*** Opening Given data ***

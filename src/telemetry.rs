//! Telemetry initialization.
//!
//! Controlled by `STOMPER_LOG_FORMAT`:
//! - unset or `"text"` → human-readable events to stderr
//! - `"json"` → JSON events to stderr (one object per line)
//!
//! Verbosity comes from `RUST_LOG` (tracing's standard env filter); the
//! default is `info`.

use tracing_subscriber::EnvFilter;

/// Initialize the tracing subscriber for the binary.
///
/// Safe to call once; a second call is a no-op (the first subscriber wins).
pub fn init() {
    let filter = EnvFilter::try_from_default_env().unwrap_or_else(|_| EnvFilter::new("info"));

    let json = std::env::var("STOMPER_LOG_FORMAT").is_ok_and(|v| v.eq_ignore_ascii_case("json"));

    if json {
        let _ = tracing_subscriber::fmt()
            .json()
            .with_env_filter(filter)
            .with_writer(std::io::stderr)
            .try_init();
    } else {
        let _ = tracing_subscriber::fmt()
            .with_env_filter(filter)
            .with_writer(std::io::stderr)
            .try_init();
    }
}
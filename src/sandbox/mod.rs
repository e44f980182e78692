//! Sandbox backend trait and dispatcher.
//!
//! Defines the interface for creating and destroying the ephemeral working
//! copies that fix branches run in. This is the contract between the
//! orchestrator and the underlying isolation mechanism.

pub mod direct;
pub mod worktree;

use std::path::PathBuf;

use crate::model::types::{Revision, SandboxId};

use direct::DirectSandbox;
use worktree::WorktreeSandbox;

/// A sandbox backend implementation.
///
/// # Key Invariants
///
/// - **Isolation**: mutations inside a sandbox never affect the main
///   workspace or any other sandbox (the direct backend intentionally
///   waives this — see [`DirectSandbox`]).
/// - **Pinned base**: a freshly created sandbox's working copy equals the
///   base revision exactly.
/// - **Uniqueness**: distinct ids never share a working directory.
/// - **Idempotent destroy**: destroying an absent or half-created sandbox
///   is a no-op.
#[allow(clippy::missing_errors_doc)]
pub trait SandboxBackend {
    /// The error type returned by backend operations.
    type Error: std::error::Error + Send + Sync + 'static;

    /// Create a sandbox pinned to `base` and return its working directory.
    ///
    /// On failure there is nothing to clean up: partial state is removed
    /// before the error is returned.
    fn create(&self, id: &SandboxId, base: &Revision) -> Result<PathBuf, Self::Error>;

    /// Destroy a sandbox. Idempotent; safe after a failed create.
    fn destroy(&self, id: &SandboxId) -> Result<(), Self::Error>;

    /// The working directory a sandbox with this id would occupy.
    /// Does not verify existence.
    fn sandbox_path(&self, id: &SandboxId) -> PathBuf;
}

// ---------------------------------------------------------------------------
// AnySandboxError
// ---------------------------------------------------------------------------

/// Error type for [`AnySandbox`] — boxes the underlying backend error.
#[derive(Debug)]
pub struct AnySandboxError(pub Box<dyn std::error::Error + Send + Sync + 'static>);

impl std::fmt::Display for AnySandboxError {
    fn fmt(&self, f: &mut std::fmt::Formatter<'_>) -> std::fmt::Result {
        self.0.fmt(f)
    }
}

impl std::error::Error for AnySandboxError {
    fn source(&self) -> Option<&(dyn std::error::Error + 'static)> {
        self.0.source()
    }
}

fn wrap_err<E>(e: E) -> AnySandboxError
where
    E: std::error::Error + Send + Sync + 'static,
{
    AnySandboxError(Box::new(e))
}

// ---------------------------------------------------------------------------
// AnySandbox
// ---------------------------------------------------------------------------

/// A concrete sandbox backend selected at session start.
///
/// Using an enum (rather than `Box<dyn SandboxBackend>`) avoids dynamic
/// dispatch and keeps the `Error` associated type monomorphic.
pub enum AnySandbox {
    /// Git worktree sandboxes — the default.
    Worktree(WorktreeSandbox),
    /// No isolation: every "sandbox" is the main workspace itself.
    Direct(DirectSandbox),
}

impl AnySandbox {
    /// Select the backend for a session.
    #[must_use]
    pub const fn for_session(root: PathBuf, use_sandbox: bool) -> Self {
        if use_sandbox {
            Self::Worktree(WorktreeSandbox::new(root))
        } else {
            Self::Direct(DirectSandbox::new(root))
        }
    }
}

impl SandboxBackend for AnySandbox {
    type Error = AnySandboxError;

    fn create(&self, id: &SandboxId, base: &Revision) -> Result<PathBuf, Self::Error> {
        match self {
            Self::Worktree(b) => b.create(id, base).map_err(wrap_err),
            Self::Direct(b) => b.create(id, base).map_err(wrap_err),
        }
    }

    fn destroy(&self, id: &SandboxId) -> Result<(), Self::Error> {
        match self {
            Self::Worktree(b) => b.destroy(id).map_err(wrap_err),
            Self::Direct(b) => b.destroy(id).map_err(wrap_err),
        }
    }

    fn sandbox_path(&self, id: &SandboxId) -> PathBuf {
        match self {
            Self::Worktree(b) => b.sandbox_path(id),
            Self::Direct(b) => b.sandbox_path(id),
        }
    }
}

*** Closing Given data ***
*** Opening Given data ***

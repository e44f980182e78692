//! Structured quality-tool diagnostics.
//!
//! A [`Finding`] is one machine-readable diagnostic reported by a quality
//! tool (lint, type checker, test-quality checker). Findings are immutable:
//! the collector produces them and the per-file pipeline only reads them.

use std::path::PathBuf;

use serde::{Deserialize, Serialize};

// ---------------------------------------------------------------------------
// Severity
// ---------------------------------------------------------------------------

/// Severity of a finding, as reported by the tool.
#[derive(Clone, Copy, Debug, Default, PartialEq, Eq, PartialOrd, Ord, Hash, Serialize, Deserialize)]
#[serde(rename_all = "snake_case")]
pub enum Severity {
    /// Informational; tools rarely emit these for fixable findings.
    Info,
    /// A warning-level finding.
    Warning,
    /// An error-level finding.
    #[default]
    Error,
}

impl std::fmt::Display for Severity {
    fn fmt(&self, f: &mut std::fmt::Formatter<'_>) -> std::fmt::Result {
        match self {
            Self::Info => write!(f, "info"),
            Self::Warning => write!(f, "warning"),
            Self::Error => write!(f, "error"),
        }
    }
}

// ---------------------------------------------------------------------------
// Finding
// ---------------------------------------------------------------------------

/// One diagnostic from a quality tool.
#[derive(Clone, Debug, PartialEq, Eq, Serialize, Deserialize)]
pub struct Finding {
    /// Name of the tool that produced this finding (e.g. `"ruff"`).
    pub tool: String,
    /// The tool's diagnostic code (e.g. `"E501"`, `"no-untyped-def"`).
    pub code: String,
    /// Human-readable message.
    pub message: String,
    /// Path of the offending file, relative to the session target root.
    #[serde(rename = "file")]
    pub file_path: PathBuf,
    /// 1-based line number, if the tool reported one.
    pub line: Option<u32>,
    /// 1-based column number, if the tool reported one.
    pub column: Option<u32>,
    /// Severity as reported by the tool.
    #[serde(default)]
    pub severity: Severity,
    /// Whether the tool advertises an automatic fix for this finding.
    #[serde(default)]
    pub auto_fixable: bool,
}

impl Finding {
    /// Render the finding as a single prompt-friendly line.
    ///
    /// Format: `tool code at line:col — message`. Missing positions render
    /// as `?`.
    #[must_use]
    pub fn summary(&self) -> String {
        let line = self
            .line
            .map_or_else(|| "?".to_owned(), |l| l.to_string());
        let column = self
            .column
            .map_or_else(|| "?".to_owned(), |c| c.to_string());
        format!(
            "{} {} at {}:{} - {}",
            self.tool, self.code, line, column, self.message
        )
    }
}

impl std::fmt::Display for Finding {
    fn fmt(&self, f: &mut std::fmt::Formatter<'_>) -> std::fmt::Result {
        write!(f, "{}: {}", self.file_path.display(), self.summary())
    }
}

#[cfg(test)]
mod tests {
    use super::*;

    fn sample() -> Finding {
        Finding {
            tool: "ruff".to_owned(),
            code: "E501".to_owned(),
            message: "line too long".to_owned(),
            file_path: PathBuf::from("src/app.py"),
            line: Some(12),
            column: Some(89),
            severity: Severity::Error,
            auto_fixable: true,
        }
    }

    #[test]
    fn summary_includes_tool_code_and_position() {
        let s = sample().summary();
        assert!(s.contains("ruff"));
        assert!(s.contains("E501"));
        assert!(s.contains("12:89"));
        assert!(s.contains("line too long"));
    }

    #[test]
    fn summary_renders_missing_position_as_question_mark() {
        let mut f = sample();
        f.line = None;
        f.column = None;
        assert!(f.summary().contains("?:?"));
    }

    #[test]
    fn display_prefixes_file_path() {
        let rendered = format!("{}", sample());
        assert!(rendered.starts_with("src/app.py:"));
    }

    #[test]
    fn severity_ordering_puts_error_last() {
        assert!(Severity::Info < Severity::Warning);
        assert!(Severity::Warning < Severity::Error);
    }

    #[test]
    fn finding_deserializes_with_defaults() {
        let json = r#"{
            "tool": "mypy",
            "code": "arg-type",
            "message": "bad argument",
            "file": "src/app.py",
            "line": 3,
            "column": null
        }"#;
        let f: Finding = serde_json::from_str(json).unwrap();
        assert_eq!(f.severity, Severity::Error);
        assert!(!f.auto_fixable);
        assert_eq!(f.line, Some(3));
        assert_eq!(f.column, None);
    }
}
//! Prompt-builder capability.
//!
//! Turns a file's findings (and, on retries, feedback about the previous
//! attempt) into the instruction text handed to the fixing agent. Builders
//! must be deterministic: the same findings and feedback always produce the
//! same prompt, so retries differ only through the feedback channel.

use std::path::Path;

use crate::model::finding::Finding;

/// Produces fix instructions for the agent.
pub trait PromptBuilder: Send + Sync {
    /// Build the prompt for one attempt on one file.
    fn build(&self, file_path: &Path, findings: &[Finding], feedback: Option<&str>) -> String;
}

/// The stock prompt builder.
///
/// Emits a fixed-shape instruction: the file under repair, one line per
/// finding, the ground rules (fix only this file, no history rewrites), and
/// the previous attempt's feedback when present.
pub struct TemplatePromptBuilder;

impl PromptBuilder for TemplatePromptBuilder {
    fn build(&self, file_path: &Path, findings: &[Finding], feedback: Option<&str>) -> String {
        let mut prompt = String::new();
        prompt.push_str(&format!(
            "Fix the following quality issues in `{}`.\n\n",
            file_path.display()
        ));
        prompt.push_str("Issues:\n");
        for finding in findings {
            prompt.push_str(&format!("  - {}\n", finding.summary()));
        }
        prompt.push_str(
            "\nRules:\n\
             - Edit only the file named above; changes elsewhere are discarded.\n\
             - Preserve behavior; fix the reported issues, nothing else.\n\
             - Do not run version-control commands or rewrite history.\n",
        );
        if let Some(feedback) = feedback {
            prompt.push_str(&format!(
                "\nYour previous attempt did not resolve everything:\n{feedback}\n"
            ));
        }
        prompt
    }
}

*** Closing Given data ***

Problem details: Give the number of lines in the data that contain the string "TemplatePromptBuilder" and nothing more.

Answer box: 2